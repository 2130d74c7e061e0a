use crate::{
    metadata::{
        sort::TokenRemap,
        tables::{col, TableId, TableStore},
        token::Token,
    },
    Result,
};

/// Calling convention nibble of a vararg method signature
const VARARG: u8 = 0x05;

/// Member references that duplicate a definition of this module, as `(reference, definition)`
pub(crate) type RefToDef = Vec<(Token, Token)>;

impl TableStore {
    /// Find every member reference whose parent is a type of this module and which names a
    /// method or field of that type with identical signature bytes.
    ///
    /// Vararg references are never folded: their signature carries the call site's extra
    /// arguments and must stay a separate row.
    pub(crate) fn collect_ref_to_def(&self) -> Result<RefToDef> {
        let types = self.row_count(TableId::TypeDef);
        let mut pairs = Vec::new();

        for rid in 1..=self.row_count(TableId::MemberRef) {
            let class = self.get_token(TableId::MemberRef, col::memberref::CLASS, rid)?;
            if class.is_null()
                || class.table() != TableId::TypeDef as u8
                || class.row() > types
            {
                continue;
            }

            let signature = self.get_blob(TableId::MemberRef, col::memberref::SIGNATURE, rid)?;
            if signature.first().is_some_and(|first| first & 0x0F == VARARG) {
                continue;
            }
            let name = self.get_string(TableId::MemberRef, col::memberref::NAME, rid)?;

            if let Some(definition) = self.find_member_def(class.row(), name, Some(signature))? {
                pairs.push((Token::from_parts(TableId::MemberRef, rid), definition));
            }
        }

        Ok(pairs)
    }

    /// Report folded references, with definitions translated through the moves of this save
    pub(crate) fn emit_ref_to_def(&mut self, pairs: &RefToDef) {
        for (reference, definition) in pairs {
            let to = self.movements.get(*definition).unwrap_or(*definition);
            self.notify_remap(TokenRemap {
                from: *reference,
                to,
                duplicate: true,
            });
        }
    }
}

#[cfg(test)]
mod tests {
    use super::*;

    fn reference(store: &mut TableStore, class: Token, name: &str, signature: &[u8]) -> u32 {
        let rid = store.add_record(TableId::MemberRef).unwrap();
        store
            .put_token(TableId::MemberRef, col::memberref::CLASS, rid, class)
            .unwrap();
        store
            .put_string(TableId::MemberRef, col::memberref::NAME, rid, name)
            .unwrap();
        store
            .put_blob(TableId::MemberRef, col::memberref::SIGNATURE, rid, signature)
            .unwrap();
        rid
    }

    #[test]
    fn folds_matching_definitions() {
        let mut store = TableStore::new();
        let owner = store.add_record(TableId::TypeDef).unwrap();
        let method = store.create_method(owner).unwrap();
        store
            .put_string(TableId::MethodDef, col::method::NAME, method, "Run")
            .unwrap();
        store
            .put_blob(TableId::MethodDef, col::method::SIGNATURE, method, &[0x00, 0x00, 0x01])
            .unwrap();
        let field = store.create_field(owner).unwrap();
        store
            .put_string(TableId::Field, col::field::NAME, field, "count")
            .unwrap();
        store
            .put_blob(TableId::Field, col::field::SIGNATURE, field, &[0x06, 0x08])
            .unwrap();

        let class = Token::from_parts(TableId::TypeDef, owner);
        let to_method = reference(&mut store, class, "Run", &[0x00, 0x00, 0x01]);
        let to_field = reference(&mut store, class, "count", &[0x06, 0x08]);
        reference(&mut store, class, "Run", &[0x00, 0x01, 0x01, 0x08]);
        reference(&mut store, class, "Run", &[0x05, 0x00, 0x01]);
        reference(&mut store, Token::from_parts(TableId::TypeRef, 1), "Run", &[0x00, 0x00, 0x01]);

        let pairs = store.collect_ref_to_def().unwrap();
        assert_eq!(
            pairs,
            vec![
                (
                    Token::from_parts(TableId::MemberRef, to_method),
                    Token::from_parts(TableId::MethodDef, method)
                ),
                (
                    Token::from_parts(TableId::MemberRef, to_field),
                    Token::from_parts(TableId::Field, field)
                ),
            ]
        );
    }
}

● **Task description**: Return only the stretch of the material above from the line holding "of this save" through the line holding "col::memberref::NAME, rid, name)", copied exactly.

● **Exercise solution**:
    /// Report folded references, with definitions translated through the moves of this save
    pub(crate) fn emit_ref_to_def(&mut self, pairs: &RefToDef) {
        for (reference, definition) in pairs {
            let to = self.movements.get(*definition).unwrap_or(*definition);
            self.notify_remap(TokenRemap {
                from: *reference,
                to,
                duplicate: true,
            });
        }
    }
}

#[cfg(test)]
mod tests {
    use super::*;

    fn reference(store: &mut TableStore, class: Token, name: &str, signature: &[u8]) -> u32 {
        let rid = store.add_record(TableId::MemberRef).unwrap();
        store
            .put_token(TableId::MemberRef, col::memberref::CLASS, rid, class)
            .unwrap();
        store
            .put_string(TableId::MemberRef, col::memberref::NAME, rid, name)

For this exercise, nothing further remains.